Staff Security Engineer, Privacy Engineering & AI

Uber
San Francisco, CA, USA / Seattle, WA, USA / Sunnyvale, CA, USA2026-03-31

About the job

The Security and Privacy Architecture team is Uber's technical privacy authority. We lead architectural reviews, define privacy engineering standards, and build prototypes that prove out privacy solutions before they're productionized. This role focuses on the intersection of privacy and AI: you'll design controls for LLM-based products, agentic systems, and unstructured data pipelines, and build working PoCs that demonstrate measurable impact. It's a high-visibility position where you'll shape how Uber adopts AI safely and turn one-off privacy problems into scalable platform capabilities.

Responsibilities

Design and prototype privacy and security controls for AI systems — prompt/log handling, fine-tuning data pipelines, vector stores, and agentic tool integrations.

Lead privacy design reviews and architectural assessments for high-impact systems including large-scale data platforms, real-time streaming infrastructure, advertising systems, and new AI products.

Build working anonymization PoCs for unstructured data and multimedia, going beyond regex to handle complex entity types, multi-locale data, and contextual identifiers.

Identify recurring manual privacy/security processes and convert them into scalable automations, templates, and platform capabilities.

Partner with Security, Privacy Legal, Product, Infrastructure, Compliance, and Ads teams on complex privacy workstreams; mentor engineers on privacy-by-design and safe AI system design.

Qualifications

Minimum

1. Bachelor’s degree in Computer Science, Engineering, Information Security, or a related technical field.

2. 8+ years in software engineering, security engineering, or privacy engineering.

3. Demonstrated hands-on building: you have personally designed and prototyped technical solutions, not just reviewed or advised on them. You should be able to walk us through your technical approach and design decisions in depth.

4. Expertise in privacy engineering: anonymization, data minimization, deletion/retention architecture, etc.

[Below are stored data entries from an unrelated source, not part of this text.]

//! Command implementations for the CLI.

/// Search, enrich, and export: the tool's only command.
pub mod search;
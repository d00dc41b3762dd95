//! ISO 8601 duration parsing and elapsed-time formatting.
//!
//! The provider reports video lengths as ISO 8601 durations (`PT1H2M3S`,
//! `P1DT2H`, `P0D`). These are parsed into a [`Duration`] and rendered as
//! elapsed-time text: `H:MM:SS`, prefixed with `N day(s), ` past 24 hours and
//! suffixed with `.ffffff` when there are sub-second microseconds.

use std::time::Duration;

use crate::error::{CoreError, CoreResult};

/// Duration assumed when the provider omits `contentDetails.duration`.
pub const ZERO_DURATION: &str = "PT0S";

const MICROS_PER_SECOND: u64 = 1_000_000;
const MICROS_PER_MINUTE: u64 = 60 * MICROS_PER_SECOND;
const MICROS_PER_HOUR: u64 = 60 * MICROS_PER_MINUTE;
const MICROS_PER_DAY: u64 = 24 * MICROS_PER_HOUR;
const MICROS_PER_WEEK: u64 = 7 * MICROS_PER_DAY;

#[derive(Debug, Clone, Copy, PartialEq, Eq, PartialOrd, Ord)]
enum Designator {
    Year,
    Month,
    Week,
    Day,
    Hour,
    Minute,
    Second,
}

impl Designator {
    fn from_char(c: char, in_time: bool) -> Option<Self> {
        match (c, in_time) {
            ('Y', false) => Some(Self::Year),
            ('M', false) => Some(Self::Month),
            ('W', false) => Some(Self::Week),
            ('D', false) => Some(Self::Day),
            ('H', true) => Some(Self::Hour),
            ('M', true) => Some(Self::Minute),
            ('S', true) => Some(Self::Second),
            _ => None,
        }
    }

    /// Microseconds per unit; `None` for calendar units with no fixed length.
    fn unit_micros(self) -> Option<u64> {
        match self {
            Self::Year | Self::Month => None,
            Self::Week => Some(MICROS_PER_WEEK),
            Self::Day => Some(MICROS_PER_DAY),
            Self::Hour => Some(MICROS_PER_HOUR),
            Self::Minute => Some(MICROS_PER_MINUTE),
            Self::Second => Some(MICROS_PER_SECOND),
        }
    }
}

/// Parses an ISO 8601 duration such as `PT1H2M3S` or `P1DT30M`.
///
/// Fractional values are accepted on any component and rounded to the
/// nearest microsecond. Year and month components are only accepted when
/// zero, since they have no fixed length.
pub fn parse_iso8601_duration(input: &str) -> CoreResult<Duration> {
    let invalid = || CoreError::InvalidDuration(input.to_string());

    let body = input.trim().strip_prefix('P').ok_or_else(invalid)?;
    if body.is_empty() {
        return Err(invalid());
    }

    let mut total_micros: u64 = 0;
    let mut in_time = false;
    let mut time_components = 0usize;
    let mut components = 0usize;
    let mut last: Option<Designator> = None;
    let mut number = String::new();

    for c in body.chars() {
        match c {
            'T' if !in_time && number.is_empty() => {
                in_time = true;
            }
            '0'..='9' => number.push(c),
            '.' | ',' if !number.is_empty() && !number.contains('.') => number.push('.'),
            _ => {
                let designator = Designator::from_char(c, in_time).ok_or_else(invalid)?;
                if number.is_empty() || number.ends_with('.') {
                    return Err(invalid());
                }
                // Components must appear in descending order, each at most once.
                if last.is_some_and(|prev| prev >= designator) {
                    return Err(invalid());
                }
                let micros = component_micros(&number, designator).ok_or_else(invalid)?;
                total_micros = total_micros.checked_add(micros).ok_or_else(invalid)?;

                last = Some(designator);
                components += 1;
                if in_time {
                    time_components += 1;
                }
                number.clear();
            }
        }
    }

    if !number.is_empty() || components == 0 || (in_time && time_components == 0) {
        return Err(invalid());
    }

    Ok(Duration::from_micros(total_micros))
}

fn component_micros(number: &str, designator: Designator) -> Option<u64> {
    let (whole, fraction) = match number.split_once('.') {
        Some((whole, fraction)) => (whole, fraction),
        None => (number, ""),
    };
    let whole: u64 = whole.parse().ok()?;
    let fraction: f64 = if fraction.is_empty() {
        0.0
    } else {
        format!("0.{fraction}").parse().ok()?
    };

    match designator.unit_micros() {
        Some(unit) => {
            let fractional_micros = (fraction * unit as f64).round() as u64;
            whole.checked_mul(unit)?.checked_add(fractional_micros)
        }
        None if whole == 0 && fraction == 0.0 => Some(0),
        None => None,
    }
}

/// Formats a duration as elapsed-time text, e.g. `1:02:03` or `2 days, 0:00:05`.
#[must_use]
pub fn format_elapsed(duration: Duration) -> String {
    let total_seconds = duration.as_secs();
    let days = total_seconds / 86_400;
    let hours = (total_seconds % 86_400) / 3600;
    let minutes = (total_seconds % 3600) / 60;
    let seconds = total_seconds % 60;
    let micros = duration.subsec_micros();

    let mut text = String::new();
    if days > 0 {
        let plural = if days == 1 { "" } else { "s" };
        text.push_str(&format!("{days} day{plural}, "));
    }
    text.push_str(&format!("{hours}:{minutes:02}:{seconds:02}"));
    if micros > 0 {
        text.push_str(&format!(".{micros:06}"));
    }
    text
}

/// Renders the provider's optional duration field, defaulting to zero.
pub fn humanize_duration(iso_duration: Option<&str>) -> CoreResult<String> {
    let duration = parse_iso8601_duration(iso_duration.unwrap_or(ZERO_DURATION))?;
    Ok(format_elapsed(duration))
}
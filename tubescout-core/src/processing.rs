//! The search → enrich pipeline.
//!
//! Runs strictly in sequence. Any error aborts the whole collection, so the
//! caller never sees a partial record set and nothing is exported.

use log::info;

use crate::config::CoreConfig;
use crate::enrichment::Enricher;
use crate::error::CoreResult;
use crate::progress_reporting;
use crate::provider::VideoProvider;
use crate::record::VideoRecord;

/// Searches for `config.keyword` and enriches every match, in ranking order.
pub fn collect_records<P: VideoProvider>(provider: P, config: &CoreConfig) -> CoreResult<Vec<VideoRecord>> {
    let mut enricher = Enricher::new(provider);
    collect_with(&mut enricher, config)
}

/// Like [`collect_records`], with a caller-supplied enricher.
pub fn collect_with<P: VideoProvider>(enricher: &mut Enricher<P>, config: &CoreConfig) -> CoreResult<Vec<VideoRecord>> {
    progress_reporting::processing(&format!("Searching for '{}'", config.keyword));
    let matches = enricher
        .provider()
        .search_videos(&config.keyword, config.max_results, &config.region_code)?;
    info!(
        "Search for '{}' in {} returned {} match(es)",
        config.keyword,
        config.region_code,
        matches.len()
    );
    progress_reporting::status("Matches", &matches.len().to_string());

    let total = matches.len();
    let mut records = Vec::with_capacity(total);
    for (index, search_match) in matches.iter().enumerate() {
        let record = match enricher.enrich(search_match) {
            Ok(record) => record,
            Err(e) => {
                progress_reporting::clear_progress();
                return Err(e);
            }
        };
        progress_reporting::progress(index + 1, total, &record.title);
        records.push(record);
    }
    progress_reporting::clear_progress();

    Ok(records)
}
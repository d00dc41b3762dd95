// tubescout-cli/src/config.rs
//
// Default values for the command-line arguments. These mirror the core
// library defaults so `tubescout` with no arguments reproduces a plain run.

use tubescout_core::config as core_config;

pub const DEFAULT_KEYWORD: &str = core_config::DEFAULT_KEYWORD;
pub const DEFAULT_MAX_RESULTS: u32 = core_config::DEFAULT_MAX_RESULTS;
pub const DEFAULT_REGION_CODE: &str = core_config::DEFAULT_REGION_CODE;
pub const DEFAULT_TIMEOUT_SECS: u64 = core_config::DEFAULT_TIMEOUT_SECS;
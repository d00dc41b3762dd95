// ============================================================================
// tubescout-core/src/error.rs
// ============================================================================
//
// ERROR HANDLING: Error types for the core library
//
// Derived-metric failures never reach this type; they resolve to their
// documented defaults inside the metrics module. Everything here aborts a run.
//
// KEY COMPONENTS:
// - CoreError: All fatal error conditions
// - CoreResult: Result alias used across the crate

use thiserror::Error;

/// Fatal errors raised while searching, enriching, or exporting.
#[derive(Error, Debug)]
pub enum CoreError {
    #[error("Invalid configuration: {0}")]
    Config(String),

    #[error("Missing API credential: set {0} or pass --api-key")]
    MissingApiKey(&'static str),

    #[error("HTTP request failed: {0}")]
    Http(#[from] reqwest::Error),

    #[error("Provider API error {status}: {message}")]
    Api { status: u16, message: String },

    #[error("Failed to decode provider response: {0}")]
    Json(#[from] serde_json::Error),

    #[error("Malformed provider response: {0}")]
    MalformedResponse(String),

    #[error("Malformed ISO 8601 duration '{0}'")]
    InvalidDuration(String),

    #[error("Spreadsheet write failed: {0}")]
    Spreadsheet(#[from] rust_xlsxwriter::XlsxError),

    #[error("CSV write failed: {0}")]
    Csv(#[from] csv::Error),

    #[error("IO error: {0}")]
    Io(#[from] std::io::Error),

    #[error("{0}")]
    OperationFailed(String),
}

/// Result type for tubescout-core operations
pub type CoreResult<T> = std::result::Result<T, CoreError>;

5. Strong understanding of distributed systems, service-oriented architectures, and modern data platforms.

6. Experience leading complex cross-functional technical initiatives across multiple teams.

7. Experience defining technical standards for new technology areas.

8. Strong communication skills. You can explain privacy/technical tradeoffs clearly to engineers, legal partners, and senior leadership.

Preferred

1. Experience performing architectural privacy reviews and translating ambiguous requirements into clear technical standards and implementation guidance.

2. Experience building privacy/security controls for AI/ML systems: LLM-based products, agentic systems, model evaluation pipelines, or enterprise AI tooling.

3. Hands-on experience with PII detection, redaction, or pseudonymization for unstructured data or multimedia (video, audio, images), including experience with NER models, ML-based approaches, or computer vision for de-identification.

4. Experience with data deletion architecture: deletion propagation, derived data cleanup, backup/restore, legal hold, and retention enforcement.

5. Experience prototyping with ML/LLM tools to solve privacy/security problems (e.g., using language models for PII detection, building classifiers for sensitive data, or applying ML to privacy automation).

6. Background in privacy-sensitive domains: adtech, autonomous vehicles, financial services, identity, marketplace data, or cross-border data sharing.

7. Research background or experience in de-identification, synthetic data, or privacy-preserving transformations.